* [TASK OBJECTIVE]: Which of the lines below mention the word "AddItemRequested"? Pull each one out.

* [MATERIAL PROVIDED]:
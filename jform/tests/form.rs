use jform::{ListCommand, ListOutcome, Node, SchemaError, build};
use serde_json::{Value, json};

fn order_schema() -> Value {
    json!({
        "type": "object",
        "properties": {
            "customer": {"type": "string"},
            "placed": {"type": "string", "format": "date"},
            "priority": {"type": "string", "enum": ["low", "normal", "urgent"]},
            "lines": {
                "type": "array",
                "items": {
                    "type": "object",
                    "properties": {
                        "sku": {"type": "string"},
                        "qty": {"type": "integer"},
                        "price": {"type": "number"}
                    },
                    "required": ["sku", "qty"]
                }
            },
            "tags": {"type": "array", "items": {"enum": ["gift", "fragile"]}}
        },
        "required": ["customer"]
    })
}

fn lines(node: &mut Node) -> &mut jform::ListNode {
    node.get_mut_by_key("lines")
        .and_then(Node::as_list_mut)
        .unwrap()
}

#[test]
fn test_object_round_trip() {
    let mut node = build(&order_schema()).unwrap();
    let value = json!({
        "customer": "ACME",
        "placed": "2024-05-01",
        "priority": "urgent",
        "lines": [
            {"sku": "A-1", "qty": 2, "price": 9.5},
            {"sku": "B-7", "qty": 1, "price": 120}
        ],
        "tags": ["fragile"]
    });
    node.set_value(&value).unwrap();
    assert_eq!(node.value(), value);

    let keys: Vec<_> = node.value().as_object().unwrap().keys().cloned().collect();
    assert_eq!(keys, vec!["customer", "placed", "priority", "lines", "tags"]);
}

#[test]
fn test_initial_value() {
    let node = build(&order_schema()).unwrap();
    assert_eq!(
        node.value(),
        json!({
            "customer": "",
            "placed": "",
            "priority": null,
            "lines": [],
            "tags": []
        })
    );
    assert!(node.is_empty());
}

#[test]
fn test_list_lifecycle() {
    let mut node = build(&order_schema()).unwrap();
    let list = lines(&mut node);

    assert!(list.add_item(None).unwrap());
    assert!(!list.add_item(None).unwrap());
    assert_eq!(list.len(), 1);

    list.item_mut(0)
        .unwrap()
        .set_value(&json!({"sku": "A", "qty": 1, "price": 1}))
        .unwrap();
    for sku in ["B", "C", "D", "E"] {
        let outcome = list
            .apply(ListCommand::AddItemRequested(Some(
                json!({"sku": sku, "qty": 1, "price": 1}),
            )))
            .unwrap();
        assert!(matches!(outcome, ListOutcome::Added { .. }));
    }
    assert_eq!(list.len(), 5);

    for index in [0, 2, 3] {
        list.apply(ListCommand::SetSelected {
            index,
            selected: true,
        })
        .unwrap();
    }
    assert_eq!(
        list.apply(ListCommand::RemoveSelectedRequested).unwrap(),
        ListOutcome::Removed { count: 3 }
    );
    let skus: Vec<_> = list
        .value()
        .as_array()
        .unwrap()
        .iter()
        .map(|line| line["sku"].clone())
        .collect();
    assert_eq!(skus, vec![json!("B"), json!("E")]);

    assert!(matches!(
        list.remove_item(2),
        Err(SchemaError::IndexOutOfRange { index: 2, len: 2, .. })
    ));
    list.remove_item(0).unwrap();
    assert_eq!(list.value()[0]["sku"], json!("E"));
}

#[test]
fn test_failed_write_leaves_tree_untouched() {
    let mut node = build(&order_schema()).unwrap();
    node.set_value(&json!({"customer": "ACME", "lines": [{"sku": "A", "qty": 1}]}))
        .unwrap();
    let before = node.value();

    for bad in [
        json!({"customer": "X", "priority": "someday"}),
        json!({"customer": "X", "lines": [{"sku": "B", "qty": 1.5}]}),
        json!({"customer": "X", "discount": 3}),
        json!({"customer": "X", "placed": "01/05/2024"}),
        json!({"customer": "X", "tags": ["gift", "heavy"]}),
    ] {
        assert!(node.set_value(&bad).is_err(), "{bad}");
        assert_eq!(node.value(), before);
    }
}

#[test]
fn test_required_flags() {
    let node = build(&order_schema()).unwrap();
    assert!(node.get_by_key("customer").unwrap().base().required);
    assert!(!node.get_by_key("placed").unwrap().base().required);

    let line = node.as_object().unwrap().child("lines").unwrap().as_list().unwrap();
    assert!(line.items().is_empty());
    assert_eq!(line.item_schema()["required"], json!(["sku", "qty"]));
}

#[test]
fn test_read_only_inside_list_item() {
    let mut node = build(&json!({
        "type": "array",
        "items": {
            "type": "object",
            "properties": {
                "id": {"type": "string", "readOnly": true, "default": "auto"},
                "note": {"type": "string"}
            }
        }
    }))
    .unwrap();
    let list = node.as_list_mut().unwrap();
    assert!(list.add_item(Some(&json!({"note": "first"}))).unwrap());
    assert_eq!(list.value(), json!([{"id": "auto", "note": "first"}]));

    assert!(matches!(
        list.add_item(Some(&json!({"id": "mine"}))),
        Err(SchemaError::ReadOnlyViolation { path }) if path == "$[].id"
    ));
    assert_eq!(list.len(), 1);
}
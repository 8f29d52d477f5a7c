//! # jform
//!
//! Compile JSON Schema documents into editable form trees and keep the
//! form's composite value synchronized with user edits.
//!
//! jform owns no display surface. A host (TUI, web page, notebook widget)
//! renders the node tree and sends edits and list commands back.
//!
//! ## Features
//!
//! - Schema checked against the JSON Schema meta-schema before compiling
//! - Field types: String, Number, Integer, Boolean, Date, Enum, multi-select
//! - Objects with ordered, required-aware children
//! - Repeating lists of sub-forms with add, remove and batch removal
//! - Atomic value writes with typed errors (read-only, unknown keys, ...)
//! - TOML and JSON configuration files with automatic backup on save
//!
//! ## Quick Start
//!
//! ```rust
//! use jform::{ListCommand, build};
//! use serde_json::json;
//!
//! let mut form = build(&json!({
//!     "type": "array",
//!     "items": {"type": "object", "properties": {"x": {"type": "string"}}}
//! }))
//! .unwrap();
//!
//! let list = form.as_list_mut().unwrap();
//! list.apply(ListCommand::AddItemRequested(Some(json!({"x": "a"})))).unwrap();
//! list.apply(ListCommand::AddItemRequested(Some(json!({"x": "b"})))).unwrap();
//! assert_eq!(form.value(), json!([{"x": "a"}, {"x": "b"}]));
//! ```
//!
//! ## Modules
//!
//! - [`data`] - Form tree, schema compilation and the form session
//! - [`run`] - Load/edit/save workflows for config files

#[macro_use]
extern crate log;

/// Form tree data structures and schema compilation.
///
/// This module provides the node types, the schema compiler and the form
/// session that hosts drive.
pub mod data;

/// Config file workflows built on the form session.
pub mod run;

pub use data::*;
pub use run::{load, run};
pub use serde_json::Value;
---
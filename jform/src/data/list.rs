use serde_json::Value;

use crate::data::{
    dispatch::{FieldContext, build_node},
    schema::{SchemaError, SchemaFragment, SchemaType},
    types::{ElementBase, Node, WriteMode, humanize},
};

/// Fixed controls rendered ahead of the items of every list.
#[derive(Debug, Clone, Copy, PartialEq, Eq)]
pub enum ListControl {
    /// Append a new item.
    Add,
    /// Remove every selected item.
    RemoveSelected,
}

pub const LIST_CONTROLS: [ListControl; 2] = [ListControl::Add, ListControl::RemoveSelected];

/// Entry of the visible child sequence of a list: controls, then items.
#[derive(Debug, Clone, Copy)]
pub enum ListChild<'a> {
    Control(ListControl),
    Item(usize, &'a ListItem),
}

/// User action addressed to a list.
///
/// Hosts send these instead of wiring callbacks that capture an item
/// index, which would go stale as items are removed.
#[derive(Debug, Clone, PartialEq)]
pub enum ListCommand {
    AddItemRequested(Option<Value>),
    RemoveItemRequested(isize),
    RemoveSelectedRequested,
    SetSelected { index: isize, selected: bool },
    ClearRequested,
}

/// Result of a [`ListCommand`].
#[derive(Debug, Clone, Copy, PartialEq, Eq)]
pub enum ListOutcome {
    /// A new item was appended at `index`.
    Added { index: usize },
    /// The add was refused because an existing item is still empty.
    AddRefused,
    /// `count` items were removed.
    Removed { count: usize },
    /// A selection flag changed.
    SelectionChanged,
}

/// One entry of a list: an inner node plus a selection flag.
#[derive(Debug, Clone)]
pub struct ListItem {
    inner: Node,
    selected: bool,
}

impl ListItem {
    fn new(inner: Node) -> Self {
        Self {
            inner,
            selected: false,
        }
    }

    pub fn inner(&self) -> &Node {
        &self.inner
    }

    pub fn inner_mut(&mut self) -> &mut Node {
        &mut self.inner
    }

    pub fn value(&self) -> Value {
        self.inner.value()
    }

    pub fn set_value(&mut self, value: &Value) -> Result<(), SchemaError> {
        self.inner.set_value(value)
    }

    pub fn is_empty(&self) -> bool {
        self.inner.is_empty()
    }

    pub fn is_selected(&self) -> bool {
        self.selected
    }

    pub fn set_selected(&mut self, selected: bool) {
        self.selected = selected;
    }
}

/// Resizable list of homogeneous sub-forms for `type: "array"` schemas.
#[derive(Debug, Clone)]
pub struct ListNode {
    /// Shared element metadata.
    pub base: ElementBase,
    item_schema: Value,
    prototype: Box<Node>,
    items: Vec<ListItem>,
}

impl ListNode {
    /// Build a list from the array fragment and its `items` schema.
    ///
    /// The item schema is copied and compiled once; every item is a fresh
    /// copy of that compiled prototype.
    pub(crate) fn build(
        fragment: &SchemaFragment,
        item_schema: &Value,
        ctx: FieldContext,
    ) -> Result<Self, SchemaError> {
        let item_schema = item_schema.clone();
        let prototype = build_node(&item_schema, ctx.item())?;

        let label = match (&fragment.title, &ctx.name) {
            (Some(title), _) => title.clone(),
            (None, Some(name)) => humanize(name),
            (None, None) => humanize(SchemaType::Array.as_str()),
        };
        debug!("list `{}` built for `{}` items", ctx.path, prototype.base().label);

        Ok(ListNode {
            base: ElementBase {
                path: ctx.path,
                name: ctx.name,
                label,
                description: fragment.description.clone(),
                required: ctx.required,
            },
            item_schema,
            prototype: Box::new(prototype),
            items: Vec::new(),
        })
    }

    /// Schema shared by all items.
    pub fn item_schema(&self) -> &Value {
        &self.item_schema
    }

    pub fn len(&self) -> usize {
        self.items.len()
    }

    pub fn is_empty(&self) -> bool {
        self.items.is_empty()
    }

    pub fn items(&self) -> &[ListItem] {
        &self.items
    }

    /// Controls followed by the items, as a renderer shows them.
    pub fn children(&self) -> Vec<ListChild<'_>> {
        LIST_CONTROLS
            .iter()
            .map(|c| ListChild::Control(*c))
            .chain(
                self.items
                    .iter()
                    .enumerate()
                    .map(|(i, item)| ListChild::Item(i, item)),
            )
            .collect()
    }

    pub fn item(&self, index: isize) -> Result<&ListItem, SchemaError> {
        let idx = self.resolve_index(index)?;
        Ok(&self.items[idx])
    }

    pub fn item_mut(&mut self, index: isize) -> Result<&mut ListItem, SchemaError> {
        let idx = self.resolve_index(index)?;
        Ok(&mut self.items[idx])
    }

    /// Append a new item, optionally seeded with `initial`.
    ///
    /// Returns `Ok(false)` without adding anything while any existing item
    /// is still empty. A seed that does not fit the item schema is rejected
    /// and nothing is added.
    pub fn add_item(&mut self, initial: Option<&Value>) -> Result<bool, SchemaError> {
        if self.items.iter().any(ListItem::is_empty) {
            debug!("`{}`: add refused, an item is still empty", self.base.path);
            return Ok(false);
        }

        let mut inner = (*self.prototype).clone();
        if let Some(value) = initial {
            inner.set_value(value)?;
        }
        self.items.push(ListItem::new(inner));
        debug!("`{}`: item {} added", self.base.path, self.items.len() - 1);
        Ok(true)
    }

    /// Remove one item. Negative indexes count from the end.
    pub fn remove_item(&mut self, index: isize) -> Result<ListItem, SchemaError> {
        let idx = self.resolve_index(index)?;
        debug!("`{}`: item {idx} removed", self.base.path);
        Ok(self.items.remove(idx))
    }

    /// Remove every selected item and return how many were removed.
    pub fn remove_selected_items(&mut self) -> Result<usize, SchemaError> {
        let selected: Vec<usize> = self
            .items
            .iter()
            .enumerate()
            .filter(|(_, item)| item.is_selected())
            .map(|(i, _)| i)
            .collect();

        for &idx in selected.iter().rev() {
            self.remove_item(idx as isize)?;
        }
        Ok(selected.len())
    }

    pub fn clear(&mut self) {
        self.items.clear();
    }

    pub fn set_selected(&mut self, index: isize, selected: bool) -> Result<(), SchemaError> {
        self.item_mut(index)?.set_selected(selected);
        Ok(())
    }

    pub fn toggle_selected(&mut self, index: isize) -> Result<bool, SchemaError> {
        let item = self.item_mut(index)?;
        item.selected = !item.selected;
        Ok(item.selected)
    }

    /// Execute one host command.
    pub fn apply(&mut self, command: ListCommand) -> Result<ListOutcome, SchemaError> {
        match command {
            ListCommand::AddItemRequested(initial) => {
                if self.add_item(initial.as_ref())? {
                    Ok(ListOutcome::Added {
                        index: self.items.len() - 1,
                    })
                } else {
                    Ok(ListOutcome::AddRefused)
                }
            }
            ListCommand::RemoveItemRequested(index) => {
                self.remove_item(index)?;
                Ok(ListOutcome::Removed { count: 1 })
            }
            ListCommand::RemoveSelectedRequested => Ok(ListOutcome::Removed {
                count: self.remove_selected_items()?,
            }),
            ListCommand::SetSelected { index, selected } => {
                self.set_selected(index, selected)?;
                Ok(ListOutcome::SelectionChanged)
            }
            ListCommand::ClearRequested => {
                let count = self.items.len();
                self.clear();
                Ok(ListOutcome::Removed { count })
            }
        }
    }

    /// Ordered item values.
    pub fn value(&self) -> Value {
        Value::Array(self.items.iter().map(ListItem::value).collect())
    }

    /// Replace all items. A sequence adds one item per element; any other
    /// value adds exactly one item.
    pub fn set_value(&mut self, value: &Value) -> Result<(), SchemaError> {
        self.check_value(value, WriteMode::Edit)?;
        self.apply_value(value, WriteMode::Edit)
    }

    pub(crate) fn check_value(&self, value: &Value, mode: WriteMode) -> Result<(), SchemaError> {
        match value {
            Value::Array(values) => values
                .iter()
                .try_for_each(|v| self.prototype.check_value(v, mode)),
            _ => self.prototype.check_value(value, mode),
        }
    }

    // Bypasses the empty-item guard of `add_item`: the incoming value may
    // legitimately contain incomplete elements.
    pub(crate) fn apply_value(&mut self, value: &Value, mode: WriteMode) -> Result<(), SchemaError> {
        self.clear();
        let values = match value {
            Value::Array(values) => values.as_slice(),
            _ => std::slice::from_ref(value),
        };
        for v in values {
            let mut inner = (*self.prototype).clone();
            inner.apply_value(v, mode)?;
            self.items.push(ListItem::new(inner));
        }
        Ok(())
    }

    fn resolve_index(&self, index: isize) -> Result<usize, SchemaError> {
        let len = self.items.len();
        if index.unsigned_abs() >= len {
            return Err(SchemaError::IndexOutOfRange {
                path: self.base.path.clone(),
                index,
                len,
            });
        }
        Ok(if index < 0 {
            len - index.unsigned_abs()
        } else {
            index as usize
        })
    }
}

* [EXERCISE ANSWER]:
            .apply(ListCommand::AddItemRequested(Some(
//! list.apply(ListCommand::AddItemRequested(Some(json!({"x": "a"})))).unwrap();
//! list.apply(ListCommand::AddItemRequested(Some(json!({"x": "b"})))).unwrap();
    AddItemRequested(Option<Value>),
            ListCommand::AddItemRequested(initial) => {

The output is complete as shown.